The popular WordPress plugin File Manager has a serious vulnerability allowing an unauthenticated user to run the file manager commands by directly accessing an unprotected file from its elFinder package. File Manager is a plugin used by WordPress administrators to help manage files on their WP sites.
More than 700,000 Wordpress websites use the File Manager plugin and currently 52% of them are vulnerable to attack.
All versions of the File Manager plugin ranging from 6.0 to 6.8 are affected and are prone to backdooring, which is potentially more than 350,000 installations that use these versions of the plugin. The patched version 6.9, which was released on 1st September, fixes the vulnerability and the installations using it are not prone to exploits.
Attacks which are taking advantage of the existing vulnerability are ongoing. The most common tactic blackhat hackers use is to publish a manuscript entitled hardfork.php and afterwards use it to upload malicious scripts and code right into the WordPress manuscripts /wp-admin/admin-ajax.php as well as /wp-includes/user.php.
Some attackers are even password-protecting the vulnerable file in order to prevent other attackers from exploiting already infected sites. This means that it is highly likely they plan to return to the site and deal more serious damage. While some hackers used the vulnerability to upload malicious scripts, in other cases the injected files are empty, which suggests that there are attackers who are currently just probing the vulnerability.

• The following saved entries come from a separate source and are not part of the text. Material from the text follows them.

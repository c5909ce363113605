use anyhow::Result;
use rusqlite::params;

use super::models::Trade;
use super::Db;
use crate::types::{PositionSide, TradeAction};

impl Db {
    pub async fn insert_trade(&self, t: &Trade) -> Result<()> {
        let conn = self.conn.lock().await;
        insert_trade_conn(&conn, t)?;
        Ok(())
    }

    pub fn insert_trade_tx(tx: &rusqlite::Transaction, t: &Trade) -> rusqlite::Result<()> {
        insert_trade_conn(tx, t)
    }

    pub async fn list_trades_for_bot(&self, bot_id: &str, limit: i64, offset: i64) -> Result<Vec<Trade>> {
        let conn = self.conn.lock().await;
        let mut stmt = conn.prepare_cached(&format!("{} WHERE bot_id = ?1 ORDER BY executed_at DESC LIMIT ?2 OFFSET ?3", select_sql()))?;
        let mut out = Vec::new();
        for row in stmt.query_map(params![bot_id, limit.clamp(1, 1000), offset.max(0)], row_to_trade)? {
            out.push(row?);
        }
        Ok(out)
    }

    pub async fn recent_closed_trades(&self, bot_id: &str, count: i64) -> Result<Vec<Trade>> {
        let conn = self.conn.lock().await;
        let mut stmt = conn.prepare_cached(&format!(
            "{} WHERE bot_id = ?1 AND action = 'CLOSE' ORDER BY executed_at DESC LIMIT ?2",
            select_sql()
        ))?;
        let mut out = Vec::new();
        for row in stmt.query_map(params![bot_id, count.clamp(1, 1000)], row_to_trade)? {
            out.push(row?);
        }
        Ok(out)
    }

    pub async fn count_trades_for_bot(&self, bot_id: &str) -> Result<u64> {
        let conn = self.conn.lock().await;
        let count: i64 = conn.query_row(
            "SELECT COUNT(*) FROM trades WHERE bot_id = ?1 AND action = 'CLOSE'",
            params![bot_id],
            |r| r.get(0),
        )?;
        Ok(count as u64)
    }

    pub async fn sum_realized_pnl(&self, bot_id: &str) -> Result<f64> {
        let conn = self.conn.lock().await;
        let sum: f64 = conn.query_row(
            "SELECT COALESCE(SUM(realized_pnl), 0) FROM trades WHERE bot_id = ?1 AND action = 'CLOSE'",
            params![bot_id],
            |r| r.get(0),
        )?;
        Ok(sum)
    }

    /// Used by the Decision Loop's Snapshot write and the Leaderboard
    /// Service's win-rate aggregation (spec §4.10).
    pub async fn winning_trades_count(&self, bot_id: &str) -> Result<u64> {
        let conn = self.conn.lock().await;
        let count: i64 = conn.query_row(
            "SELECT COUNT(*) FROM trades WHERE bot_id = ?1 AND action = 'CLOSE' AND realized_pnl > 0",
            params![bot_id],
            |r| r.get(0),
        )?;
        Ok(count as u64)
    }

    /// Transaction-scoped counterpart of [`Db::count_trades_for_bot`] — reads
    /// through the same connection as an in-flight `with_tx`, so a trade
    /// inserted earlier in the transaction is already counted.
    pub fn count_trades_for_bot_tx(tx: &rusqlite::Transaction, bot_id: &str) -> rusqlite::Result<u64> {
        let count: i64 = tx.query_row(
            "SELECT COUNT(*) FROM trades WHERE bot_id = ?1 AND action = 'CLOSE'",
            params![bot_id],
            |r| r.get(0),
        )?;
        Ok(count as u64)
    }

    /// Transaction-scoped counterpart of [`Db::sum_realized_pnl`].
    pub fn sum_realized_pnl_tx(tx: &rusqlite::Transaction, bot_id: &str) -> rusqlite::Result<f64> {
        tx.query_row(
            "SELECT COALESCE(SUM(realized_pnl), 0) FROM trades WHERE bot_id = ?1 AND action = 'CLOSE'",
            params![bot_id],
            |r| r.get(0),
        )
    }

    /// Transaction-scoped counterpart of [`Db::winning_trades_count`].
    pub fn winning_trades_count_tx(tx: &rusqlite::Transaction, bot_id: &str) -> rusqlite::Result<u64> {
        let count: i64 = tx.query_row(
            "SELECT COUNT(*) FROM trades WHERE bot_id = ?1 AND action = 'CLOSE' AND realized_pnl > 0",
            params![bot_id],
            |r| r.get(0),
        )?;
        Ok(count as u64)
    }

    /// Closed trades for one bot within `[from, to)` — the Leaderboard
    /// Service's per-period aggregation window (spec §4.10).
    pub async fn closed_trades_in_period(&self, bot_id: &str, from: &str, to: &str) -> Result<Vec<Trade>> {
        let conn = self.conn.lock().await;
        let mut stmt = conn.prepare_cached(&format!(
            "{} WHERE bot_id = ?1 AND action = 'CLOSE' AND executed_at >= ?2 AND executed_at < ?3 ORDER BY executed_at ASC",
            select_sql()
        ))?;
        let mut out = Vec::new();
        for row in stmt.query_map(params![bot_id, from, to], row_to_trade)? {
            out.push(row?);
        }
        Ok(out)
    }
}

fn insert_trade_conn(conn: &rusqlite::Connection, t: &Trade) -> rusqlite::Result<()> {
    conn.execute(
        "INSERT INTO trades (id, owner_id, bot_id, position_id, symbol, side, action, entry_price, exit_price, size, leverage, realized_pnl, fee, executed_at)
         VALUES (?1, ?2, ?3, ?4, ?5, ?6, ?7, ?8, ?9, ?10, ?11, ?12, ?13, ?14)",
        params![
            t.id,
            t.owner_id,
            t.bot_id,
            t.position_id,
            t.symbol,
            t.side.to_string(),
            t.action.to_string(),
            t.entry_price,
            t.exit_price,
            t.size,
            t.leverage,
            t.realized_pnl,
            t.fee,
            t.executed_at,
        ],
    )?;
    Ok(())
}

fn select_sql() -> &'static str {
    "SELECT id, owner_id, bot_id, position_id, symbol, side, action, entry_price, exit_price, size, leverage, realized_pnl, fee, executed_at FROM trades"
}

fn row_to_trade(row: &rusqlite::Row) -> rusqlite::Result<Trade> {
    let side_str: String = row.get(5)?;
    let action_str: String = row.get(6)?;
    Ok(Trade {
        id: row.get(0)?,
        owner_id: row.get(1)?,
        bot_id: row.get(2)?,
        position_id: row.get(3)?,
        symbol: row.get(4)?,
        side: if side_str == "LONG" { PositionSide::Long } else { PositionSide::Short },
        action: if action_str == "OPEN" { TradeAction::Open } else { TradeAction::Close },
        entry_price: row.get(7)?,
        exit_price: row.get(8)?,
        size: row.get(9)?,
        leverage: row.get(10)?,
        realized_pnl: row.get(11)?,
        fee: row.get(12)?,
        executed_at: row.get(13)?,
    })
}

We highly recommend that you update to version 6.9 asap. We also advise that you uninstall such utility plugins, as they introduce a huge security risk and are usually not essential for the website. Also, make sure that you always update your installation and plugins in a timely manner.
The popular security plugin Wordfence is already blocking thousands of these attempts for their premium users. In their own post, Wordfence said they had blocked more than 450,000 exploit attempts in the past few days.